▸ **Your objective**
In the entries below, find the lines with the word "already" and copy them.

▸ **Data for review**
◆ ◆ ◆ ◆ ◆ ◆ ◆

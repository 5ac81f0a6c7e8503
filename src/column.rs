//! Column nodes and the per-entry value cache.
//!
//! Every column of value type `T` exposes a single-evaluation-per-entry
//! cache contract: on first `value()` read after an entry advance,
//! `calculate()` runs once and the result is cached; subsequent reads in the
//! same entry return the cached value. `calculate()` itself is pull-driven
//! -- nothing computes until some downstream selection or query actually
//! reads the column, which is what keeps unused branches of the DAG
//! cost-free.
//!
//! The cache cell uses `RefCell` for interior mutability: an explicit
//! primitive with a runtime borrow check, rather than an unchecked
//! `UnsafeCell` fast path, since a double-borrow here is a bug in the engine
//! itself and should panic loudly rather than silently corrupt state. We
//! use one uniform `RefCell`-based implementation rather than a separate
//! unchecked release-mode path -- see DESIGN.md for that tradeoff.
//!
//! All column reads return an owned, cloned `T` rather than a borrowed
//! reference: a [`Definition`](Recipe::Definition) column's closure needs to
//! read several input columns simultaneously across dynamic-dispatch
//! boundaries, which is far simpler to express with owned values than with
//! borrows whose lifetimes would have to outlive the closure call. This
//! requires `T: Value` (which bundles `Clone`), the same blanket bound
//! every element type flowing through a dataflow must satisfy.

use crate::error::{QueryosityError, Result};
use crate::player::Player;
use crate::source::{ColumnReader, Source};
use std::any::Any;
use std::cell::RefCell;
use std::sync::Arc;

/// The blanket bound every column's value type must satisfy.
///
/// `'static + Send + Sync + Clone`. Player
/// instances (and therefore their columns) are moved one-per-thread during
/// `Processor::process`, so values must be safely sendable; they're cloned
/// routinely by the cache and by definition closures, so `Clone` is
/// required uniformly rather than case-by-case.
pub trait Value: 'static + Send + Sync + Clone {}
impl<T: 'static + Send + Sync + Clone> Value for T {}

/// Type-erased, slot-local lifecycle surface every column in a [`Player`]
/// exposes, regardless of its value type.
pub(crate) trait AnyColumn: Send {
    /// Entry-advance hook: drop the cached value so the next `value()`
    /// read recomputes. A no-op for `Fixed` columns.
    fn reset(&self);

    /// Per-slot lifecycle: opens readers for `Reader` columns.
    fn initialize(&self, _slot: u32, _begin: u64, _end: u64) -> Result<()> {
        Ok(())
    }

    /// Per-slot lifecycle: closes out state for `Reader` columns.
    fn finalize(&self, _slot: u32) {}

    fn as_any(&self) -> &dyn Any;
}

enum Recipe<T: Value> {
    /// Constant across all entries.
    Fixed(T),
    /// Produced by a source for `(slot, entry)`.
    Reader {
        source: Arc<dyn Source>,
        name: String,
        reader: RefCell<Option<Box<dyn ColumnReader<T>>>>,
    },
    /// Computed from other columns in the same player by a pure function.
    /// Also used for type conversions between column value types, which are
    /// just a one-argument definition.
    Definition(Box<dyn Fn(&Player) -> std::result::Result<T, String> + Send + Sync>),
}

/// A single typed, per-entry cached column instance, owned by exactly one
/// [`Player`].
pub(crate) struct ColumnCell<T: Value> {
    recipe: Recipe<T>,
    cache: RefCell<Option<T>>,
}

impl<T: Value> ColumnCell<T> {
    pub(crate) fn fixed(value: T) -> Self {
        Self {
            recipe: Recipe::Fixed(value),
            cache: RefCell::new(None),
        }
    }

    pub(crate) fn reader(source: Arc<dyn Source>, name: String) -> Self {
        Self {
            recipe: Recipe::Reader {
                source,
                name,
                reader: RefCell::new(None),
            },
            cache: RefCell::new(None),
        }
    }

    pub(crate) fn definition(
        f: impl Fn(&Player) -> std::result::Result<T, String> + Send + Sync + 'static,
    ) -> Self {
        Self {
            recipe: Recipe::Definition(Box::new(f)),
            cache: RefCell::new(None),
        }
    }

    /// Compute (if not already cached for this entry) and return the
    /// value, cloned out of the cache.
    pub(crate) fn value(&self, player: &Player) -> Result<T> {
        if let Some(v) = self.cache.borrow().as_ref() {
            return Ok(v.clone());
        }
        let v = match &self.recipe {
            Recipe::Fixed(v) => v.clone(),
            Recipe::Reader { reader, .. } => {
                let mut guard = reader.borrow_mut();
                let r = guard.as_mut().expect("reader not initialized for slot");
                r.read(player.slot(), player.current_entry())
            }
            Recipe::Definition(f) => f(player).map_err(QueryosityError::Expression)?,
        };
        *self.cache.borrow_mut() = Some(v.clone());
        Ok(v)
    }
}

impl<T: Value> AnyColumn for ColumnCell<T> {
    fn reset(&self) {
        *self.cache.borrow_mut() = None;
    }

    fn initialize(&self, slot: u32, _begin: u64, _end: u64) -> Result<()> {
        if let Recipe::Reader { source, name, reader } = &self.recipe {
            let boxed = source.open_column(slot, name, std::any::type_name::<T>())?;
            let r = crate::source::downcast_reader::<T>(boxed, name)?;
            *reader.borrow_mut() = Some(r);
        }
        Ok(())
    }

    fn finalize(&self, _slot: u32) {}

    fn as_any(&self) -> &dyn Any {
        self
    }
}

#[cfg(test)]
mod tests {
    use super::*;

    #[test]
    fn fixed_value_is_stable_without_reset() {
        let cell = ColumnCell::fixed(42i64);
        // A fixed column never needs a player to read; simulate by calling
        // `value` with no dependency on `player` at all (the closure path
        // for Definition is what actually touches `player`).
        match &cell.recipe {
            Recipe::Fixed(v) => assert_eq!(*v, 42),
            _ => unreachable!(),
        }
    }
}
use rand::rngs::StdRng;
use rand::{Rng, SeedableRng};

/// Source of the title pick. The only non-deterministic input to the script
/// assembler.
pub trait TitleSelector {
    /// Returns an index in `0..candidates`. `candidates` is never zero.
    fn select(&mut self, candidates: usize) -> usize;
}

/// Uniform pick backed by any `rand` generator.
pub struct RngSelector<R> {
    rng: R,
}

impl<R: Rng> RngSelector<R> {
    pub fn new(rng: R) -> Self {
        Self { rng }
    }
}

impl RngSelector<StdRng> {
    pub fn from_entropy() -> Self {
        Self::new(StdRng::from_entropy())
    }

    pub fn seeded(seed: u64) -> Self {
        Self::new(StdRng::seed_from_u64(seed))
    }
}

impl<R: Rng> TitleSelector for RngSelector<R> {
    fn select(&mut self, candidates: usize) -> usize {
        self.rng.gen_range(0..candidates)
    }
}

/// Always picks the same slot, wrapped into range.
#[derive(Debug, Clone, Copy, Default)]
pub struct FixedSelector(pub usize);

impl TitleSelector for FixedSelector {
    fn select(&mut self, candidates: usize) -> usize {
        self.0 % candidates
    }
}
use once_cell::sync::Lazy;
use std::sync::{Arc, Mutex};

pub mod config;
pub mod error;
pub mod export;
pub mod generator;
pub mod init;
pub mod profile;
pub mod script;
pub mod selector;
pub mod templates;
pub mod thumbnail;
pub mod types;

pub use error::{ContentError, Result};
pub use generator::{ContentGenerator, TemplateGenerator};
pub use script::{generate_script, generate_script_with};
pub use thumbnail::generate_thumbnail;
pub use types::{
    Audience, ColorScheme, ContentType, GeneratedScript, GeneratedThumbnail, Length, Mood,
    ScriptRequest, ThumbnailRequest, Tone,
};

pub type GeneratorLogHook = Arc<Mutex<dyn Fn(&str) + Send + Sync + 'static>>;

static LOG_HOOK: Lazy<Mutex<Option<GeneratorLogHook>>> = Lazy::new(|| Mutex::new(None));

/// Mirror progress lines to an embedding caller (e.g. a display panel).
pub fn set_log_hook(hook: Option<GeneratorLogHook>) {
    if let Ok(mut guard) = LOG_HOOK.lock() {
        *guard = hook;
    }
}

pub(crate) fn logv(tag: &str, message: &str) {
    match tag {
        "WARN" => tracing::warn!("{}", message),
        _ => tracing::info!("[{}] {}", tag, message),
    }

    if let Ok(guard) = LOG_HOOK.lock() {
        if let Some(hook) = guard.as_ref() {
            if let Ok(callback) = hook.lock() {
                let line = format!("[{}] {}", tag, message);
                callback(&line);
            }
        }
    }
}

pub(crate) fn logi(message: impl AsRef<str>) {
    logv("INFO", message.as_ref());
}

pub(crate) fn logok(message: impl AsRef<str>) {
    logv("OK", message.as_ref());
}

pub(crate) fn logw(message: impl AsRef<str>) {
    logv("WARN", message.as_ref());
}
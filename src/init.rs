use crate::config::Config;
use crate::logi;
use anyhow::{Context, Result};
use std::path::PathBuf;
use tokio::fs;

fn required_dirs(config: &Config) -> [PathBuf; 3] {
    [
        config.output_dir.clone(),
        config.scripts_dir(),
        config.thumbnails_dir(),
    ]
}

pub async fn ensure_directories(config: &Config) -> Result<()> {
    for dir in required_dirs(config) {
        if fs::metadata(&dir).await.is_err() {
            fs::create_dir_all(&dir)
                .await
                .with_context(|| format!("Failed to create dir {}", dir.display()))?;
            logi(format!("Created directory: {}", dir.display()));
        }
    }
    Ok(())
}
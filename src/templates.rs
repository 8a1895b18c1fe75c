//! Pre-authored script skeletons, one per content type.
//!
//! Placeholders: `{topic}`, `{audience}` and `{duration}`. Substitution is a
//! single pass, so placeholder-like text inside a topic is kept verbatim.

use crate::profile::MAX_POINT_COUNT;
use crate::types::ContentType;

pub const TITLE_CANDIDATES: usize = 4;

#[derive(Debug)]
pub struct ContentTemplate {
    pub hook: &'static str,
    pub intro: &'static str,
    pub main_points: [&'static str; MAX_POINT_COUNT],
    pub key_takeaways: [&'static str; 4],
    pub outro: &'static str,
    pub call_to_action: &'static str,
    pub titles: [&'static str; TITLE_CANDIDATES],
}

impl ContentType {
    pub fn template(&self) -> &'static ContentTemplate {
        match self {
            ContentType::Tutorial => &TUTORIAL,
            ContentType::Analysis => &ANALYSIS,
            ContentType::Story => &STORY,
            ContentType::Review => &REVIEW,
            ContentType::Interview => &INTERVIEW,
        }
    }
}

/// Values substituted into template slots.
#[derive(Debug, Clone, Copy)]
pub struct Placeholders<'a> {
    pub topic: &'a str,
    pub audience: &'a str,
    pub duration: &'a str,
}

impl<'a> Placeholders<'a> {
    fn lookup(&self, name: &str) -> Option<&'a str> {
        match name {
            "topic" => Some(self.topic),
            "audience" => Some(self.audience),
            "duration" => Some(self.duration),
            _ => None,
        }
    }
}

pub fn fill(template: &str, vars: &Placeholders<'_>) -> String {
    let mut out = String::with_capacity(template.len() + vars.topic.len() * 2);
    let mut rest = template;

    while let Some(start) = rest.find('{') {
        out.push_str(&rest[..start]);
        let tail = &rest[start..];
        let resolved = tail
            .find('}')
            .and_then(|end| vars.lookup(&tail[1..end]).map(|value| (end, value)));

        match resolved {
            Some((end, value)) => {
                out.push_str(value);
                rest = &tail[end + 1..];
            }
            None => {
                out.push('{');
                rest = &tail[1..];
            }
        }
    }

    out.push_str(rest);
    out
}

static TUTORIAL: ContentTemplate = ContentTemplate {
    hook: "Are you struggling with {topic}? You're not alone. In the next {duration}, I'm going to show you exactly how to master this, step by step, with real examples that actually work.",
    intro: "Welcome back to the channel! Today we're diving deep into {topic}, and I promise this isn't going to be another surface-level overview. I've spent months researching this, testing different approaches, and I'm going to share everything I've learned, including the mistakes you need to avoid. Whether you're at the {audience} level or someone who's been struggling with this for a while, by the end of this video you'll have a clear roadmap to success.",
    main_points: [
        "Let's start with the fundamentals: what exactly is {topic} and why does it matter more than most people realize? I'll break down the core concepts in simple terms.",
        "The biggest misconceptions people have about {topic}. I see these mistakes everywhere, and they're costing people time, money, and results.",
        "My proven step-by-step framework for {topic}. This is the exact process I use, and I'll walk you through each stage with real examples.",
        "Advanced strategies that separate beginners from experts. These are the techniques that most tutorials don't cover, but they make all the difference.",
        "Common pitfalls and how to avoid them. I'll share the mistakes I made so you don't have to, plus warning signs to watch out for.",
        "Tools and resources that will accelerate your progress. I'll show you my complete toolkit, including free alternatives to expensive software.",
        "Real-world case studies and success stories. Let's look at how others have applied these principles and the results they achieved.",
    ],
    key_takeaways: [
        "Understanding the core principles of {topic} is more important than memorizing techniques",
        "Consistency and practice beat perfection every time",
        "The right tools can accelerate your progress, but they're not a substitute for understanding",
        "Learning from others' mistakes is faster than making them yourself",
    ],
    outro: "And there you have it: everything you need to know about {topic}. But here's the thing: knowledge without action is worthless. I want you to pick one thing from this video and implement it this week. Just one thing. Then come back and let me know how it went in the comments.",
    call_to_action: "If this helped you with {topic}, smash that like button so the algorithm shows it to more people who need it. Subscribe for more in-depth tutorials like this, and hit the bell so you don't miss the follow-up that builds on what we covered today.",
    titles: [
        "The Complete {topic} Guide (Step-by-Step)",
        "Master {topic} in 2024: Everything You Need to Know",
        "{topic} Tutorial: From Beginner to Expert",
        "How to {topic}: The Ultimate Guide",
    ],
};

static ANALYSIS: ContentTemplate = ContentTemplate {
    hook: "Everyone's talking about {topic}, but nobody's asking the right questions. Today, we're going beyond the headlines to uncover what's really happening and what it means for you.",
    intro: "What's up everyone! The internet is buzzing about {topic}, and honestly, most of the coverage is missing the point. I've been researching this for weeks, digging into data that most people aren't looking at, and what I found will probably surprise you. This isn't just another hot take: we're going to analyze this properly, look at the evidence, and figure out what this actually means for the future.",
    main_points: [
        "Let's establish the facts first. What exactly is happening with {topic}? I'll break down the key developments and separate signal from noise.",
        "The historical context everyone's ignoring. To understand where we're going, we need to understand how we got here.",
        "The data tells a different story than the headlines. Let me show you the numbers that matter and what they really mean.",
        "Who benefits and who loses? Every change creates winners and losers, so let's identify them and understand their motivations.",
        "The ripple effects nobody's talking about. This impacts way more than you think, and I'll connect the dots.",
        "What the experts are getting wrong. I'll challenge some popular opinions with evidence and logic.",
        "My predictions for what happens next, based on patterns and precedents, not wishful thinking.",
    ],
    key_takeaways: [
        "The situation is more complex than most media coverage suggests",
        "Historical patterns can help predict future outcomes",
        "Follow the incentives to understand the real motivations",
        "Second-order effects are often more important than first-order effects",
    ],
    outro: "So what's the bottom line? {topic} is going to keep evolving, and the people who understand the deeper dynamics will be better positioned to adapt. This isn't about being right or wrong. It's about being prepared.",
    call_to_action: "What do you think about {topic}? Am I missing something important? Drop your analysis in the comments. I read every single one and often feature the best insights in follow-up videos. Like if this gave you a new perspective, and subscribe for more deep dives like this.",
    titles: [
        "{topic}: What Everyone Gets Wrong",
        "The Truth About {topic} (Data Analysis)",
        "{topic} Explained: Beyond the Headlines",
        "Why {topic} Changes Everything",
    ],
};

static STORY: ContentTemplate = ContentTemplate {
    hook: "This story about {topic} sounds impossible, but I have the receipts. What happened next changed everything I thought I knew.",
    intro: "Hey everyone! I've been debating whether to share this story for months, but after everything that's happened, I think you need to hear it. This is about {topic}, but it's really about how one moment can completely shift your perspective. Grab some popcorn because this gets wild.",
    main_points: [
        "Let me set the scene. This is where it all started, and honestly, I had no idea what I was getting into.",
        "The first sign something was different. Looking back, this should have been a red flag, but at the time I was too excited to notice.",
        "The moment everything changed. This is where the story takes a turn that nobody saw coming, including me.",
        "The challenges nobody warns you about. This is the part they don't show in the highlight reels.",
        "The breakthrough that made it all worth it. After everything we'd been through, this moment was pure magic.",
        "The lessons I learned that you can't get from books or courses. Real wisdom only comes from real experience.",
        "How this experience completely changed my approach to {topic} and life in general.",
    ],
    key_takeaways: [
        "Sometimes the best opportunities come disguised as problems",
        "Your biggest failures often lead to your biggest breakthroughs",
        "Trust the process, even when you can't see the destination",
        "The journey teaches you more than the destination ever could",
    ],
    outro: "And that's how {topic} completely changed my life. I know it sounds dramatic, but sometimes life is dramatic. The point isn't the specific details. It's that you never know which experience will be the one that changes everything.",
    call_to_action: "Have you had your own experience with {topic}? I'd love to hear your story in the comments. And if this resonated with you, hit that like button and subscribe. I share more personal stories and lessons learned on this channel.",
    titles: [
        "How {topic} Changed My Life",
        "My {topic} Journey: Failures, Breakthroughs & Lessons",
        "The {topic} Story Nobody Talks About",
        "What {topic} Taught Me About Success",
    ],
};

static REVIEW: ContentTemplate = ContentTemplate {
    hook: "I spent months putting {topic} through real-world use so you don't have to. In the next {duration}, you'll find out if it's actually worth your time and money.",
    intro: "Welcome back! Today we're doing a full, honest review of {topic}. Nobody sponsored this video and nobody paid me to say nice things. I'm going to cover what works, what doesn't, and who this is really for, with a special focus on viewers at the {audience} level.",
    main_points: [
        "First impressions of {topic}. What you get out of the box, how setup went, and whether it lives up to the marketing.",
        "The standout strengths. These are the features that genuinely impressed me after weeks of daily use.",
        "The weaknesses nobody mentions. Every product has trade-offs, and these are the ones that actually matter.",
        "How it compares to the alternatives. I put it side by side with the most popular competitors.",
        "Value for money. Let's break down the real cost, including the hidden extras people forget about.",
        "Who should buy it and who should skip it. Your situation changes the answer more than you'd think.",
        "My long-term verdict after six months, including the things that changed my mind along the way.",
    ],
    key_takeaways: [
        "Marketing claims and real-world performance are rarely the same thing",
        "The best option depends on how you'll actually use it",
        "Hidden costs can change the value equation completely",
        "Long-term use reveals strengths and flaws that first impressions miss",
    ],
    outro: "So, is {topic} worth it? For the right person, absolutely. For everyone else, there are better ways to spend your money. Think about how you'll really use it before you decide.",
    call_to_action: "Are you using {topic}, or thinking about it? Tell me in the comments what you'd like me to test next. Like this review if it saved you some research, and subscribe for more honest breakdowns.",
    titles: [
        "{topic}: Honest Review After 6 Months",
        "Is {topic} Worth It? Complete Breakdown",
        "{topic} Review: The Good, Bad & Ugly",
        "Testing {topic} So You Don't Have To",
    ],
};

static INTERVIEW: ContentTemplate = ContentTemplate {
    hook: "What if you could sit down with someone who has spent years mastering {topic}? That's exactly what we're doing today, and some of these answers surprised even me.",
    intro: "Welcome to another conversation on the channel! Today's guest has been working with {topic} for over a decade, and they've agreed to share the insights that usually stay behind closed doors. I picked these questions with {audience} viewers in mind, so whether you're just curious or deep into this already, there's something here for you.",
    main_points: [
        "How our guest got started with {topic}, and the moment they realized it would become their career.",
        "The biggest myths about {topic} that our guest hears over and over again.",
        "A behind-the-scenes look at their daily workflow and the habits that keep them ahead.",
        "The hardest setback of their career and what it taught them about resilience.",
        "Where the industry is heading in the next five years, and how to prepare for it.",
        "The advice they wish someone had given them on day one.",
        "Rapid-fire round: favorite tools, books, and people to follow.",
    ],
    key_takeaways: [
        "Experience compounds: small consistent efforts add up to expertise",
        "Most myths persist because nobody questions them",
        "Setbacks are part of every successful career",
        "Learning from practitioners is the fastest path to real insight",
    ],
    outro: "That's a wrap on today's conversation about {topic}. I learned a ton, and I hope you did too. If even one of these insights sticks with you, this hour was well spent.",
    call_to_action: "Which answer about {topic} surprised you the most? Let me know in the comments, along with who you'd like me to interview next. Subscribe and ring the bell so you catch the next conversation.",
    titles: [
        "Expert Reveals {topic} Secrets",
        "Inside {topic} with Industry Leader",
        "{topic} Masterclass: Expert Interview",
        "Exclusive: {topic} Insights from the Pros",
    ],
};

#[cfg(test)]
mod tests {
    use super::*;

    const VARS: Placeholders<'static> = Placeholders {
        topic: "sourdough",
        audience: "beginner",
        duration: "4-6 minutes",
    };

    #[test]
    fn test_fill_substitutes_all_placeholders() {
        let out = fill("{topic} for {audience} in {duration}", &VARS);
        assert_eq!(out, "sourdough for beginner in 4-6 minutes");
    }

    #[test]
    fn test_fill_keeps_unknown_braces() {
        assert_eq!(fill("{nope} {topic} {", &VARS), "{nope} sourdough {");
    }

    #[test]
    fn test_fill_does_not_expand_topic_contents() {
        let vars = Placeholders {
            topic: "{audience} braces",
            ..VARS
        };
        assert_eq!(fill("About {topic}", &vars), "About {audience} braces");
    }

    #[test]
    fn test_every_template_mentions_topic_in_framing_sections() {
        for ct in ContentType::ALL {
            let t = ct.template();
            for text in [t.hook, t.intro, t.outro, t.call_to_action] {
                assert!(text.contains("{topic}"), "{ct}: {text}");
            }
            for title in t.titles {
                assert!(title.contains("{topic}"), "{ct}: {title}");
            }
        }
    }
}
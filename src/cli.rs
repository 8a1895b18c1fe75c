use ai_content_studio::config::Config;
use ai_content_studio::export;
use ai_content_studio::init;
use ai_content_studio::{
    Audience, ColorScheme, ContentGenerator, ContentType, Length, Mood, ScriptRequest,
    TemplateGenerator, ThumbnailRequest, Tone,
};
use anyhow::{Context, Result};
use clap::{Args, Parser, Subcommand};
use std::path::PathBuf;

#[derive(Parser)]
#[command(name = "content-studio", about = "Assemble video scripts and thumbnail briefs")]
struct Cli {
    /// Path to config.json; defaults are used when the file is missing
    #[arg(long, global = true, default_value = "config.json")]
    config: PathBuf,

    #[command(subcommand)]
    command: Command,
}

#[derive(Subcommand)]
enum Command {
    /// Generate a script document
    Script(ScriptArgs),
    /// Generate thumbnail variations
    Thumbnail(ThumbnailArgs),
}

#[derive(Args)]
struct OutputArgs {
    /// Print the JSON document instead of text
    #[arg(long)]
    json: bool,

    /// Also write the export file into the output directory
    #[arg(long)]
    save: bool,
}

#[derive(Args)]
struct ScriptArgs {
    #[arg(long)]
    topic: String,

    #[arg(long, value_enum, default_value_t = Length::Medium)]
    length: Length,

    #[arg(long, value_enum, default_value_t = Tone::Professional)]
    tone: Tone,

    /// tutorial, analysis, story, review or interview; anything else uses tutorial
    #[arg(long, default_value = "tutorial")]
    content_type: String,

    #[arg(long, value_enum, default_value_t = Audience::General)]
    audience: Audience,

    #[command(flatten)]
    output: OutputArgs,
}

#[derive(Args)]
struct ThumbnailArgs {
    #[arg(long)]
    topic: String,

    #[arg(long, value_enum, default_value_t = Mood::Energetic)]
    mood: Mood,

    #[arg(long, value_enum, default_value_t = ColorScheme::Vibrant)]
    color_scheme: ColorScheme,

    /// Overlay text; the topic is used when omitted
    #[arg(long)]
    text_overlay: Option<String>,

    #[arg(long)]
    no_emoji: bool,

    #[command(flatten)]
    output: OutputArgs,
}

fn script_request(args: &ScriptArgs) -> ScriptRequest {
    ScriptRequest::new(args.topic.as_str())
        .with_length(args.length)
        .with_tone(args.tone)
        .with_content_type(ContentType::resolve(&args.content_type))
        .with_audience(args.audience)
}

async fn run_script(
    cfg: &Config,
    generator: &dyn ContentGenerator,
    args: ScriptArgs,
) -> Result<()> {
    let request = script_request(&args);

    let script = generator
        .generate_script(&request)
        .await
        .context("Script generation failed")?;

    if args.output.json {
        println!("{}", serde_json::to_string_pretty(&script)?);
    } else {
        print!("{}", export::render_script_text(&script, &request));
    }

    if args.output.save {
        init::ensure_directories(cfg).await?;
        let path = export::write_script(&cfg.scripts_dir(), &script, &request).await?;
        eprintln!("[OK] Saved script: {}", path.display());
    }
    Ok(())
}

async fn run_thumbnail(
    cfg: &Config,
    generator: &dyn ContentGenerator,
    args: ThumbnailArgs,
) -> Result<()> {
    let mut request = ThumbnailRequest::new(args.topic, args.mood, args.color_scheme)
        .with_emoji(!args.no_emoji);
    if let Some(text) = args.text_overlay {
        request = request.with_text_overlay(text);
    }

    let thumbnail = generator
        .generate_thumbnail(&request)
        .await
        .context("Thumbnail generation failed")?;

    if args.output.json {
        println!("{}", serde_json::to_string_pretty(&thumbnail)?);
    } else {
        print!("{}", export::render_thumbnail_text(&thumbnail));
    }

    if args.output.save {
        init::ensure_directories(cfg).await?;
        let path =
            export::write_thumbnail(&cfg.thumbnails_dir(), &thumbnail, &request.topic).await?;
        eprintln!("[OK] Saved thumbnail brief: {}", path.display());
    }
    Ok(())
}

#[tokio::main]
async fn main() -> Result<()> {
    tracing_subscriber::fmt().with_writer(std::io::stderr).init();

    let cli = Cli::parse();
    let cfg = Config::load_or_default(&cli.config).await?;
    let generator = TemplateGenerator::new(&cfg);

    match cli.command {
        Command::Script(args) => run_script(&cfg, &generator, args).await,
        Command::Thumbnail(args) => run_thumbnail(&cfg, &generator, args).await,
    }
}

#[cfg(test)]
mod tests {
    use super::*;

    fn parse_script(extra: &[&str]) -> ScriptArgs {
        let mut argv = vec!["content-studio", "script", "--topic", "chess"];
        argv.extend_from_slice(extra);
        match Cli::try_parse_from(argv).unwrap().command {
            Command::Script(args) => args,
            Command::Thumbnail(_) => panic!("expected script subcommand"),
        }
    }

    #[test]
    fn test_unknown_content_type_flag_falls_back_to_tutorial() {
        let request = script_request(&parse_script(&["--content-type", "vlog"]));
        assert_eq!(request.content_type, ContentType::Tutorial);
        assert_eq!(request.topic, "chess");
    }

    #[test]
    fn test_script_flags_reach_request() {
        let request = script_request(&parse_script(&[
            "--length",
            "short",
            "--content-type",
            "Review",
            "--audience",
            "advanced",
        ]));
        assert_eq!(request.length, Length::Short);
        assert_eq!(request.content_type, ContentType::Review);
        assert_eq!(request.target_audience, Audience::Advanced);
        assert_eq!(request.tone, Tone::Professional);
    }
}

◆ ◆ ◆ ◆ ◆ ◆ ◆

▸ **Written reply**
    /// Compute (if not already cached for this entry) and return the
    intro: "Welcome to another conversation on the channel! Today's guest has been working with {topic} for over a decade, and they've agreed to share the insights that usually stay behind closed doors. I picked these questions with {audience} viewers in mind, so whether you're just curious or deep into this already, there's something here for you.",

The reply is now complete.